Goran Vasić

Personal information
- Date of birth: July 3, 1972 (age 53)
- Place of birth: Belgrade, Yugoslavia
- Height: 5 ft 9 in (1.75 m)
- Position(s): Midfielder / Forward

Youth career
- 1980–1989: Red Star Belgrade

Senior career*
- Years: Team / Apps / (Gls)
- 1990–1993: Jugopetrol
- Palilulac Beograd
- 1997: Houston Hotshots (indoor)
- 1998–2002: Cleveland Crunch (indoor) / 144 / (118)
- 1999–2001: Pittsburgh Riverhounds / 28 / (0)
- 2002–2006: Philadelphia KiXX (indoor) / 133 / (60)
- 2007: Milwaukee Wave (indoor) / 11 / (2)
- 2007–2008: New Jersey Ironmen (indoor) / 37 / (19)

Managerial career
- 2008–2009: New Jersey Ironmen (assistant)
- 2018: Zobahan (assistant)

= Goran Vasić =

Yugoslav footballer

Goran Vasic (born 3 July 1972) is a Yugoslav retired association football player who played professionally in Yugoslavia and the United States.

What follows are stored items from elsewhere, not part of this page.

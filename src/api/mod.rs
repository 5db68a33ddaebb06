//! Host-facing configuration.

mod cursor_config;
mod validation;

pub use cursor_config::{CursorConfig, RadarCursorConfig};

When Vasic was eight, he entered the Red Star Belgrade youth system. In 1990, he began his professional career with FK Jugopetrol. He played for FK Palilulac Beograd before moving to the United States in May 1997. When he arrived, Vasic signed with the Houston Hotshots of the Continental Indoor Soccer League. In 1998, he moved to the Cleveland Crunch of the National Professional Soccer League, winning the league championship with them that season. In 2002, the Crunch traded Vasic to the Philadelphia KiXX. Vasic again won the league title as the KiXX took the 2002 Major Indoor Soccer League championship over the Milwaukee Wave. The KiXX released Vasic during the 2006 off season. On February 13, 2007, Vasic signed with the Wave for the second half of the season. In the fall of 2007, Vasic joined the New Jersey Ironmen, playing two seasons with them, the second in the Xtreme Soccer League. In addition to his indoor career, Vasic also played the 1999 and 2000 outdoor seasons with the Pittsburgh Riverhounds of the USL A-League.

On November 28, 2008, Vasic became an assistant coach with the Ironmen.